SECTIONS

AMWIK calls upon DCI, Judiciary and DPP to clean the system to ensure justice for GBV victims

AMWIK member who is also executive director and founder the women's newsroom foundation Njeri Rugene, executive director of Covan-coalitions violence against women, Wairimu Munyinyi Wahome, Judie Kaberia executive director of AMWIK and Faith Oneya member of AMWIK. [Edward Kiplimo, Standard]

Association of Media Women in Kenya (Amwik) in partnership with Urgent Action Fund-Africa, have called for urgent justice for victims of gender-based violence(GBV).

To achieve this, they petitioned the government, Director of Public Prosecution(DPP), Director of Criminal Investigation(DCI) and judiciary to clean up the system.

Speaking in Nairobi while addressing journalists yesterday, Amwik said despite Kenya having made huge progress in the legal framework that criminalises GBV, justice is out of reach to most victims even as cases continues to rise.

''Kenya has stringent legislative and policy framework that criminalises GBV and imposes heavy penalties on perpetrators. The country also has solid investigations, prosecutions and judicial systems to handle even the most difficult crimes,’’ said Judie Kaberia- executive director Amwik.

‘‘What should worry us all is that despite all these laws and systems, cases of GBV rose at an alarming rate during the pandemic period. Sadly, the wheels of justice have been turning too slow, delaying justice for victims and survivors,’’ added Ms Kaberia.

This, she said has encouraged the perpetrators to continue committing the violence, knowing it’s not a big deal.

‘‘We have to interrogate the system right from when a victim goes to the police station to report a crime to when the court determines justice,’’ she said.

The women said despite the introduction of Policare, gender desks and emergency reporting systems like hotlines, the upsurge in cases is an indication that either these changes are insufficient or incommensurate to the weight of GBV crimes.

The association also appealed to the government to fast-track the 12 commitments made before the Generation Equality Forum to eradicate the GBV by 2026.

They called upon President Uhuru Kenyatta to actualise his pledge of Sh2.3 billion by end of 2022 and another Sh5 billion by 2026.

‘‘We also ask Chief Justice Martha Koome and the government to hasten the establishment of the specialised unit to handle GBV cases in the country by allocating resources to clear the backlog of GBV cases and hasten justice delivery,’’ said Ms Kaberia.

CJ Koome in 2021 announced that the judiciary was considering establishing such a specialised unit but cited resource hindrance as a hindrance.

Citing some of the reasons why victims are taking long to get justice, they said failure to have professionals and gender-sensitive police officers, at reporting desks is also to blame.

‘‘We have heard cases where police officers at the desk ask for money. The police officer doesn’t understand the story of victims, yet they should start with counselling. We demand that those desks be manned by people who are trained on how to handle GBV victims. We don’t want questions to victims like why were you dressed like this or that, why did you go home late among other bad questions,’’ said Ms Kaberia.

She said such experiences have discouraged some victims from going to report the cases thus no justice to them.

Wairimu Munyinyi-Wahome, executive director of Coalition on Violence Against Women (COVAW) called for the training of all police officers if possible on handling cases of GBV cases.

''This because that one or two police officers will not be on duty every day and sometimes they can be transferred to another desk or area,'' she said.

Njeri Rugene, a member of Amwik and founder of The Woman's Newsroom Foundation, said it’s unfortunate that the lack of professionals at the desk has seen some police officers being compromised by perpetrators.

Ms Munyiyi said there is a need to have real conversations on prevention and mitigation in the families, workplaces and police spaces on GBV.

And as elections approach come August, Ms Rugene challenged political parties by going a step further to identify themselves with candidates who do not condone gender-based violence to women.

She also asked media houses to hold onto account all political candidates who spew violence on women.

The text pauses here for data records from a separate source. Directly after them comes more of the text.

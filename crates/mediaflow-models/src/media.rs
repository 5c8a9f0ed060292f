//! Media item models.

use chrono::{DateTime, Utc};
use serde::{Deserialize, Serialize};
use std::fmt;
use std::str::FromStr;
use uuid::Uuid;

use crate::task::ParseStatusError;

/// Unique, externally visible identifier for an uploaded media item.
#[derive(Debug, Clone, PartialEq, Eq, Hash, PartialOrd, Ord, Serialize, Deserialize)]
#[serde(transparent)]
pub struct MediaId(pub String);

impl MediaId {
    /// Generate a new random media ID.
    pub fn new() -> Self {
        Self(Uuid::new_v4().to_string())
    }

    /// Create from an existing string.
    pub fn from_string(s: impl Into<String>) -> Self {
        Self(s.into())
    }

    /// Get the inner string.
    pub fn as_str(&self) -> &str {
        &self.0
    }
}

impl Default for MediaId {
    fn default() -> Self {
        Self::new()
    }
}

impl fmt::Display for MediaId {
    fn fmt(&self, f: &mut fmt::Formatter<'_>) -> fmt::Result {
        write!(f, "{}", self.0)
    }
}

impl From<String> for MediaId {
    fn from(s: String) -> Self {
        Self(s)
    }
}

impl From<&str> for MediaId {
    fn from(s: &str) -> Self {
        Self(s.to_string())
    }
}

/// Media processing status.
#[derive(Debug, Clone, Copy, PartialEq, Eq, Hash, Serialize, Deserialize, Default)]
#[serde(rename_all = "SCREAMING_SNAKE_CASE")]
pub enum MediaStatus {
    /// Upload intent issued, object not yet confirmed
    #[default]
    Init,
    /// Upload confirmed, pipeline running
    Processing,
    /// Every pipeline step succeeded
    Done,
    /// A pipeline step failed terminally
    Failed,
}

impl MediaStatus {
    pub fn as_str(&self) -> &'static str {
        match self {
            MediaStatus::Init => "INIT",
            MediaStatus::Processing => "PROCESSING",
            MediaStatus::Done => "DONE",
            MediaStatus::Failed => "FAILED",
        }
    }
}

impl fmt::Display for MediaStatus {
    fn fmt(&self, f: &mut fmt::Formatter<'_>) -> fmt::Result {
        write!(f, "{}", self.as_str())
    }
}

impl FromStr for MediaStatus {
    type Err = ParseStatusError;

    fn from_str(s: &str) -> Result<Self, Self::Err> {
        match s {
            "INIT" => Ok(MediaStatus::Init),
            "PROCESSING" => Ok(MediaStatus::Processing),
            "DONE" => Ok(MediaStatus::Done),
            "FAILED" => Ok(MediaStatus::Failed),
            other => Err(ParseStatusError(other.to_string())),
        }
    }
}

/// Media record as stored in the relational store.
#[derive(Debug, Clone, PartialEq, Serialize, Deserialize)]
pub struct Media {
    /// Unique media ID
    pub id: MediaId,
    /// Processing status
    pub status: MediaStatus,
    /// Object key of the uploaded original
    pub original_key: String,
    /// Object key of the final pipeline artifact
    #[serde(skip_serializing_if = "Option::is_none")]
    pub final_key: Option<String>,
    /// Creation timestamp
    pub created_at: DateTime<Utc>,
    /// Last update timestamp
    pub updated_at: DateTime<Utc>,
}

impl Media {
    /// Create a media record in the INIT state.
    pub fn new(id: MediaId, original_key: impl Into<String>) -> Self {
        let now = Utc::now();
        Self {
            id,
            status: MediaStatus::Init,
            original_key: original_key.into(),
            final_key: None,
            created_at: now,
            updated_at: now,
        }
    }
}

#[cfg(test)]
mod tests {
    use super::*;

    #[test]
    fn test_media_status_round_trips_through_str() {
        for status in [
            MediaStatus::Init,
            MediaStatus::Processing,
            MediaStatus::Done,
            MediaStatus::Failed,
        ] {
            assert_eq!(status.as_str().parse::<MediaStatus>().unwrap(), status);
        }
        assert!("done".parse::<MediaStatus>().is_err());
    }

    #[test]
    fn test_new_media_starts_in_init() {
        let media = Media::new(MediaId::from("m1"), "media/m1/original.jpg");
        assert_eq!(media.status, MediaStatus::Init);
        assert!(media.final_key.is_none());
    }
}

‘‘It’s now time candidates and other people seeking leadership positions and who come from communities that practise Female Genital Mutilation(FGM)to talk about it openly during campaigns without thinking about losing votes,’’ said Njeri.

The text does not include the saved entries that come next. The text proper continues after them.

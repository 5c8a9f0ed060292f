//! Task executor.

use std::sync::Arc;
use std::time::Duration;

use tokio::sync::{watch, Semaphore};
use tokio::task::JoinHandle;
use tracing::{debug, error, info, warn};

use mediaflow_queue::{Delivery, QueueResult, Transport};

use crate::config::{Redelivery, WorkerConfig};
use crate::error::{WorkerError, WorkerResult};
use crate::processor::TaskProcessor;
use crate::settlement::Settlement;

const CONSUME_ERROR_BACKOFF: Duration = Duration::from_secs(5);
const BUSY_POLL: Duration = Duration::from_millis(100);

/// Consumes task pointers and runs them through a [`TaskProcessor`] with at
/// most `prefetch` deliveries in flight.
pub struct TaskExecutor {
    config: WorkerConfig,
    processor: Arc<TaskProcessor>,
    transport: Arc<dyn Transport>,
    semaphore: Arc<Semaphore>,
    shutdown: watch::Sender<bool>,
}

impl TaskExecutor {
    pub fn new(
        config: WorkerConfig,
        processor: Arc<TaskProcessor>,
        transport: Arc<dyn Transport>,
    ) -> Self {
        let semaphore = Arc::new(Semaphore::new(config.prefetch));
        let (shutdown, _) = watch::channel(false);

        Self {
            config,
            processor,
            transport,
            semaphore,
            shutdown,
        }
    }

    /// Run until [`TaskExecutor::shutdown`] is called.
    pub async fn run(&self) -> WorkerResult<()> {
        info!(
            worker_id = %self.config.worker_id,
            prefetch = self.config.prefetch,
            redelivery = %self.config.redelivery,
            "Starting task executor"
        );

        let reclaim_task = self.spawn_reclaimer();
        // Held deliveries land in the delayed set whatever the redelivery mode.
        let promote_task = self.spawn_promoter();

        let mut shutdown_rx = self.shutdown.subscribe();
        loop {
            tokio::select! {
                _ = shutdown_rx.changed() => {
                    if *shutdown_rx.borrow() {
                        info!("Shutdown signal received, stopping executor");
                        break;
                    }
                }
                result = self.consume_tasks() => {
                    if let Err(e) = result {
                        error!("Error consuming tasks: {}", e);
                        tokio::time::sleep(CONSUME_ERROR_BACKOFF).await;
                    }
                }
            }
        }

        reclaim_task.abort();
        promote_task.abort();

        info!("Waiting for in-flight tasks to complete...");
        if tokio::time::timeout(self.config.shutdown_timeout, self.wait_for_tasks())
            .await
            .is_err()
        {
            warn!(
                timeout = ?self.config.shutdown_timeout,
                "In-flight tasks still running at shutdown; their leases will lapse"
            );
        }

        info!("Task executor stopped");
        Ok(())
    }

    /// Signal shutdown.
    pub fn shutdown(&self) {
        let _ = self.shutdown.send(true);
    }

    async fn consume_tasks(&self) -> WorkerResult<()> {
        let available = self.semaphore.available_permits();
        if available == 0 {
            tokio::time::sleep(BUSY_POLL).await;
            return Ok(());
        }

        let deliveries = self
            .transport
            .consume(&self.config.worker_id, self.config.poll_block, available)
            .await?;

        if deliveries.is_empty() {
            return Ok(());
        }
        debug!(count = deliveries.len(), "Consumed deliveries");

        for delivery in deliveries {
            let permit = self
                .semaphore
                .clone()
                .acquire_owned()
                .await
                .map_err(|_| WorkerError::config_error("semaphore closed"))?;
            let processor = Arc::clone(&self.processor);
            let transport = Arc::clone(&self.transport);
            let redelivery = self.config.redelivery;

            tokio::spawn(async move {
                let _permit = permit;
                if let Err(e) =
                    handle_delivery(&processor, transport.as_ref(), &delivery, redelivery).await
                {
                    error!(message_id = %delivery.id, "Failed to settle delivery: {}", e);
                }
            });
        }

        Ok(())
    }

    /// Periodically take over deliveries left unsettled by dead consumers.
    fn spawn_reclaimer(&self) -> JoinHandle<()> {
        let processor = Arc::clone(&self.processor);
        let transport = Arc::clone(&self.transport);
        let semaphore = Arc::clone(&self.semaphore);
        let config = self.config.clone();
        let mut shutdown_rx = self.shutdown.subscribe();

        tokio::spawn(async move {
            let mut interval = tokio::time::interval(config.reclaim_interval);
            loop {
                tokio::select! {
                    _ = shutdown_rx.changed() => {
                        if *shutdown_rx.borrow() {
                            break;
                        }
                    }
                    _ = interval.tick() => {
                        let reclaimed = transport
                            .reclaim_idle(&config.worker_id, config.reclaim_min_idle, config.prefetch)
                            .await;
                        match reclaimed {
                            Ok(deliveries) if !deliveries.is_empty() => {
                                info!("Reclaimed {} idle deliveries", deliveries.len());
                                for delivery in deliveries {
                                    let Ok(permit) = semaphore.clone().acquire_owned().await else {
                                        break;
                                    };
                                    let processor = Arc::clone(&processor);
                                    let transport = Arc::clone(&transport);
                                    let redelivery = config.redelivery;

                                    tokio::spawn(async move {
                                        let _permit = permit;
                                        if let Err(e) = handle_delivery(
                                            &processor,
                                            transport.as_ref(),
                                            &delivery,
                                            redelivery,
                                        )
                                        .await
                                        {
                                            error!(message_id = %delivery.id, "Failed to settle reclaimed delivery: {}", e);
                                        }
                                    });
                                }
                            }
                            Ok(_) => {}
                            Err(e) => warn!("Failed to reclaim idle deliveries: {}", e),
                        }
                    }
                }
            }
        })
    }

    /// Move due delayed requeues back onto the stream.
    fn spawn_promoter(&self) -> JoinHandle<()> {
        let transport = Arc::clone(&self.transport);
        let period = self.config.promote_interval;
        let mut shutdown_rx = self.shutdown.subscribe();

        tokio::spawn(async move {
            let mut interval = tokio::time::interval(period);
            loop {
                tokio::select! {
                    _ = shutdown_rx.changed() => {
                        if *shutdown_rx.borrow() {
                            break;
                        }
                    }
                    _ = interval.tick() => {
                        if let Err(e) = transport.promote_due().await {
                            warn!("Failed to promote delayed deliveries: {}", e);
                        }
                    }
                }
            }
        })
    }

    async fn wait_for_tasks(&self) {
        loop {
            if self.semaphore.available_permits() == self.config.prefetch {
                break;
            }
            tokio::time::sleep(BUSY_POLL).await;
        }
    }
}

/// Process one delivery and settle it. Returns the settlement applied.
pub async fn handle_delivery(
    processor: &TaskProcessor,
    transport: &dyn Transport,
    delivery: &Delivery,
    redelivery: Redelivery,
) -> QueueResult<Settlement> {
    let settlement = processor.process(&delivery.body).await;
    debug!(message_id = %delivery.id, settlement = settlement.label(), "Settling delivery");
    settlement.apply(transport, delivery, redelivery).await?;
    Ok(settlement)
}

According to Faith Oneya, an Amwik member, the media should avoid using biased languages and justifying GBV causes in their headlines.

Research, she said has shown that sometimes media houses try to explain the headline by giving reasons why a GBV incident happened.

''The same research has also revealed that many people read headlines mostly and maybe first or two sentences of the story. For instance, when a headline reads that a man beat a wife because she was late. This normalises cases of GBV and makes it look like a normal part of a relationship or marriage'' she said.

She also urged media houses to stop humanising the perpetrators.